First of all, I won Nanorwimo 2012. It was hard and emotional and crazy and empowering like it always is, and by the end of it, I came out with 58, 373 words. What's 50k words to a mother fucker like me could you please remind me?
Today I went to visit my friends who are studying at a college in the heart of town. Now I go to my high school for my post 16 education, (and that is only, like, a ten minute walk from my house?) so having to get the bus into one of the busiest parts of Leeds on a Tuesday afternoon when usually, I'm cooped away in the suburbs felt like a completely foreign task. I even pressed the button to alert the driver to stop too suddenly and when I got off he asked me what I thought I was doing. I wanted to tell him I had no absolutely no idea. I didn't reply back.
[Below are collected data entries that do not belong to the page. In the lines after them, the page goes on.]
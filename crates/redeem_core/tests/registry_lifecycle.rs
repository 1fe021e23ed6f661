use redeem_core::{
    CodeCounts, CodeFilter, CodeId, CodeRecord, CodeRegistry, CodeStatus, FixedClock,
    MemorySlotRepository, MutationOutcome, Rejection, SlotRepository,
};

const CLAIM_TIME: &str = "2026/10/18 09:05:00";

fn registry(repo: &MemorySlotRepository) -> CodeRegistry<&MemorySlotRepository, FixedClock> {
    CodeRegistry::load_with(repo, "redemption-codes", FixedClock(CLAIM_TIME.to_string()))
}

fn add(codes: &mut CodeRegistry<&MemorySlotRepository, FixedClock>, code: &str) -> CodeId {
    codes.add(code, None).unwrap().applied().unwrap()
}

fn assert_claim_invariant(records: &[CodeRecord]) {
    for record in records {
        let claimed = record.status == CodeStatus::Claimed;
        assert_eq!(claimed, record.claimed_by.is_some(), "{record:?}");
        assert_eq!(claimed, record.claimed_at.is_some(), "{record:?}");
    }
}

#[test]
fn add_creates_available_code_without_description() {
    let repo = MemorySlotRepository::new();
    let mut codes = registry(&repo);

    let id = codes.add("ABC123", Some("")).unwrap().applied().unwrap();

    assert_eq!(codes.len(), 1);
    let record = codes.get(&id).unwrap();
    assert_eq!(record.code, "ABC123");
    assert_eq!(record.status, CodeStatus::Available);
    assert_eq!(record.description, None);
}

#[test]
fn add_trims_code_and_description() {
    let repo = MemorySlotRepository::new();
    let mut codes = registry(&repo);

    let id = codes
        .add("  GIFT-9  ", Some("  birthday  "))
        .unwrap()
        .applied()
        .unwrap();

    let record = codes.get(&id).unwrap();
    assert_eq!(record.code, "GIFT-9");
    assert_eq!(record.description.as_deref(), Some("birthday"));
}

#[test]
fn blank_code_is_rejected_and_collection_unchanged() {
    let repo = MemorySlotRepository::new();
    let mut codes = registry(&repo);

    let outcome = codes.add("  ", Some("")).unwrap();

    assert_eq!(outcome, MutationOutcome::Rejected(Rejection::EmptyCode));
    assert!(codes.is_empty());
    assert!(repo.is_empty());
}

#[test]
fn duplicate_code_text_gets_distinct_ids() {
    let repo = MemorySlotRepository::new();
    let mut codes = registry(&repo);

    let first = add(&mut codes, "SAME");
    let second = add(&mut codes, "SAME");

    assert_ne!(first, second);
    assert_eq!(codes.len(), 2);
}

#[test]
fn claim_sets_claimant_and_timestamp() {
    let repo = MemorySlotRepository::new();
    let mut codes = registry(&repo);
    let id = add(&mut codes, "ABC123");

    let outcome = codes.claim(&id, Some("Alice")).unwrap();

    assert!(outcome.is_applied());
    let record = codes.get(&id).unwrap();
    assert_eq!(record.status, CodeStatus::Claimed);
    assert_eq!(record.claimed_by.as_deref(), Some("Alice"));
    assert_eq!(record.claimed_at.as_deref(), Some(CLAIM_TIME));
}

#[test]
fn claim_with_system_clock_writes_non_empty_timestamp() {
    let repo = MemorySlotRepository::new();
    let mut codes = CodeRegistry::load(&repo);
    let id = codes.add("ABC123", None).unwrap().applied().unwrap();

    codes.claim(&id, Some("Alice")).unwrap();

    let claimed_at = codes.get(&id).unwrap().claimed_at.clone().unwrap();
    assert!(!claimed_at.is_empty());
}

#[test]
fn claim_missing_id_is_not_found() {
    let repo = MemorySlotRepository::new();
    let mut codes = registry(&repo);
    add(&mut codes, "ABC123");
    let before = codes.records().to_vec();

    let missing = CodeId::from("missing");
    let outcome = codes.claim(&missing, Some("Alice")).unwrap();

    assert_eq!(outcome, MutationOutcome::NotFound(missing));
    assert_eq!(codes.records(), before.as_slice());
}

#[test]
fn cancelled_or_empty_claimant_leaves_code_available() {
    let repo = MemorySlotRepository::new();
    let mut codes = registry(&repo);
    let id = add(&mut codes, "ABC123");

    assert_eq!(
        codes.claim(&id, None).unwrap(),
        MutationOutcome::Rejected(Rejection::Cancelled)
    );
    assert_eq!(
        codes.claim(&id, Some("")).unwrap(),
        MutationOutcome::Rejected(Rejection::EmptyClaimant)
    );
    assert!(codes.get(&id).unwrap().is_available());
    assert!(repo.get("redemption-codes").unwrap().unwrap().contains("available"));
}

#[test]
fn whitespace_claimant_is_stored_verbatim() {
    let repo = MemorySlotRepository::new();
    let mut codes = registry(&repo);
    let id = add(&mut codes, "ABC123");

    assert!(codes.claim(&id, Some("   ")).unwrap().is_applied());

    let record = codes.get(&id).unwrap();
    assert_eq!(record.status, CodeStatus::Claimed);
    assert_eq!(record.claimed_by.as_deref(), Some("   "));
    drop(codes);

    let reloaded = registry(&repo);
    assert_eq!(reloaded.get(&id).unwrap().claimed_by.as_deref(), Some("   "));
}

#[test]
fn claiming_claimed_code_overwrites_claimant() {
    let repo = MemorySlotRepository::new();
    let mut codes = registry(&repo);
    let id = add(&mut codes, "ABC123");

    codes.claim(&id, Some("Alice")).unwrap();
    let outcome = codes.claim(&id, Some(" Bob ")).unwrap();

    assert!(outcome.is_applied());
    assert_eq!(codes.get(&id).unwrap().claimed_by.as_deref(), Some(" Bob "));
}

#[test]
fn unclaim_clears_claim_fields_and_is_idempotent() {
    let repo = MemorySlotRepository::new();
    let mut codes = registry(&repo);
    let id = add(&mut codes, "ABC123");
    codes.claim(&id, Some("Alice")).unwrap();

    codes.unclaim(&id).unwrap();
    let once = codes.records().to_vec();
    let outcome = codes.unclaim(&id).unwrap();

    assert!(outcome.is_applied());
    assert_eq!(codes.records(), once.as_slice());
    let record = codes.get(&id).unwrap();
    assert_eq!(record.status, CodeStatus::Available);
    assert_eq!(record.claimed_by, None);
    assert_eq!(record.claimed_at, None);
}

#[test]
fn unclaim_missing_id_is_not_found() {
    let repo = MemorySlotRepository::new();
    let mut codes = registry(&repo);

    let missing = CodeId::from("nope");
    assert_eq!(
        codes.unclaim(&missing).unwrap(),
        MutationOutcome::NotFound(missing)
    );
}

#[test]
fn remove_requires_confirmation() {
    let repo = MemorySlotRepository::new();
    let mut codes = registry(&repo);
    let id = add(&mut codes, "ABC123");

    assert_eq!(
        codes.remove(&id, false).unwrap(),
        MutationOutcome::Rejected(Rejection::Cancelled)
    );
    assert_eq!(codes.len(), 1);

    assert!(codes.remove(&id, true).unwrap().is_applied());
    assert!(codes.get(&id).is_none());
    assert_eq!(
        codes.remove(&id, true).unwrap(),
        MutationOutcome::NotFound(id)
    );
}

#[test]
fn visible_follows_filter_in_insertion_order() {
    let repo = MemorySlotRepository::new();
    let mut codes = registry(&repo);
    let a = add(&mut codes, "A");
    let b = add(&mut codes, "B");
    let c = add(&mut codes, "C");
    let d = add(&mut codes, "D");
    codes.claim(&b, Some("Alice")).unwrap();
    codes.claim(&d, Some("Bob")).unwrap();

    let ids = |codes: &CodeRegistry<&MemorySlotRepository, FixedClock>| {
        codes
            .visible()
            .map(|record| record.id.clone())
            .collect::<Vec<_>>()
    };

    assert_eq!(codes.filter(), CodeFilter::All);
    assert_eq!(ids(&codes), vec![a.clone(), b.clone(), c.clone(), d.clone()]);

    codes.set_filter(CodeFilter::Available);
    assert_eq!(ids(&codes), vec![a.clone(), c.clone()]);
    // Restartable: a second pass yields the same view.
    assert_eq!(ids(&codes), vec![a, c]);

    codes.set_filter(CodeFilter::Claimed);
    assert_eq!(ids(&codes), vec![b, d]);
    assert_eq!(codes.len(), 4);
}

#[test]
fn counts_stay_consistent_through_lifecycle() {
    let repo = MemorySlotRepository::new();
    let mut codes = registry(&repo);
    let check = |codes: &CodeRegistry<&MemorySlotRepository, FixedClock>| {
        let counts = codes.counts();
        assert_eq!(counts.total, counts.available + counts.claimed);
        assert_eq!(counts.total, codes.len());
        assert_claim_invariant(codes.records());
        counts
    };

    assert_eq!(check(&codes), CodeCounts::default());
    let a = add(&mut codes, "A");
    let b = add(&mut codes, "B");
    add(&mut codes, "C");
    codes.claim(&a, Some("Alice")).unwrap();
    codes.claim(&b, Some("Bob")).unwrap();
    assert_eq!(
        check(&codes),
        CodeCounts {
            total: 3,
            available: 1,
            claimed: 2
        }
    );

    codes.unclaim(&b).unwrap();
    codes.remove(&a, true).unwrap();
    assert_eq!(
        check(&codes),
        CodeCounts {
            total: 2,
            available: 2,
            claimed: 0
        }
    );
}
That's kind of how I felt throughout the whole day. Don't get me wrong here, it was lovely to see my friends and when I got there they even gave me an exclusive tour around the building, but my gosh, I did not know what I was doing. I felt like a little kid running round in a toy store. The atmosphere felt exciting, similarly to a university campus, you could feel the plethora of life circling around - there were kids doing band practice, a library full of kids studying, students artwork, posters advertising clubs, staff members reminders plastered all over the walls - It was like walking into a young adult novel.
And although it was exciting, it also made me feel a little nervous too. I literally felt alien among these gangs of teenagers that do everything in their power to admit the post modern look from their over obnoxious styles. I mean they felt like Super Real Teenagers, you know, the types you see in literature or cinema, that attend college and study cool things like film studies, and get like two separate buses home. (TWO BUSES!!!!)
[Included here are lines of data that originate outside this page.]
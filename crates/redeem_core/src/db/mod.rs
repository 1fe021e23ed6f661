//! SQLite file holding the registry's key-value slots.
//!
//! # Responsibility
//! - Open the slot database (a file or a private in-memory store) and bring
//!   its `kv_slots` table up to date before `SqliteSlotRepository` sees it.
//! - Report storage failures as [`DbError`] so the repository layer can wrap
//!   them in `RepoError::Db`.
//!
//! # Invariants
//! - Schema version is tracked via `PRAGMA user_version`.
//! - A connection is only returned once `kv_slots` exists; a slot read never
//!   meets a missing table.
//! - A file written by a newer build is refused instead of being downgraded,
//!   so its snapshot stays intact.

use std::error::Error;
use std::fmt::{Display, Formatter};

pub mod migrations;
mod open;

pub use open::{open_db, open_db_in_memory};

pub type DbResult<T> = Result<T, DbError>;

/// Failure while opening or migrating the slot database.
#[derive(Debug)]
pub enum DbError {
    /// Opening the file, setting the busy timeout or running a migration failed.
    Sqlite(rusqlite::Error),
    /// The file's `user_version` is ahead of the bundled migrations.
    UnsupportedSchemaVersion {
        db_version: u32,
        latest_supported: u32,
    },
}

impl Display for DbError {
    fn fmt(&self, f: &mut Formatter<'_>) -> std::fmt::Result {
        match self {
            Self::Sqlite(err) => write!(f, "{err}"),
            Self::UnsupportedSchemaVersion {
                db_version,
                latest_supported,
            } => write!(
                f,
                "slot database schema version {db_version} is newer than supported {latest_supported}"
            ),
        }
    }
}

impl Error for DbError {
    fn source(&self) -> Option<&(dyn Error + 'static)> {
        match self {
            Self::Sqlite(err) => Some(err),
            Self::UnsupportedSchemaVersion { .. } => None,
        }
    }
}

impl From<rusqlite::Error> for DbError {
    fn from(value: rusqlite::Error) -> Self {
        Self::Sqlite(value)
    }
}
My friend's slices of the city are completely different to mine. They encounter more people, more
life, more cars, more events, more posters, more streetlights - but we do the same thing, we both study. How is it that are days are so extraordinarily different?
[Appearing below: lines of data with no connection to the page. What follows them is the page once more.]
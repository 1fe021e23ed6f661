//! Core domain logic for the redemption code registry.
//! This crate is the single source of truth for code lifecycle invariants.

pub mod db;
pub mod logging;
pub mod model;
pub mod repo;
pub mod service;

pub use logging::{default_log_level, init_logging, logging_status};
pub use model::code::{CodeId, CodeRecord, CodeStatus, CodeValidationError};
pub use repo::slot_repo::{MemorySlotRepository, SlotRepository, SqliteSlotRepository};
pub use repo::snapshot::{decode_snapshot, encode_snapshot, SnapshotError};
pub use repo::{RepoError, RepoResult};
pub use service::clock::{Clock, FixedClock, SystemClock};
pub use service::registry::{
    CodeCounts, CodeFilter, CodeRegistry, EmptyState, MutationOutcome, ParseFilterError,
    RegistryError, RegistryResult, Rejection, DEFAULT_SLOT_KEY,
};
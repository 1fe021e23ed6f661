//! Core use-case services.
//!
//! # Responsibility
//! - Own the in-memory code collection and its view state.
//! - Keep presentation callers decoupled from slot storage details.

pub mod clock;
pub mod registry;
I am really starting to think about people's physical maps in their hometown and how the smallest of things can really affect them. It takes one thought to leave high school and go to college. And yet that defines your next two years so massively.
.
Things only become alive on maps if you discover them. And all these people my age, (no matter how much similar things they are doing to me) discovering their maps in complete different ways by making very different decisions.
I am a part of the city, I know the city of the back of my hands, but I am not part of the city life. But with one decision I could have been.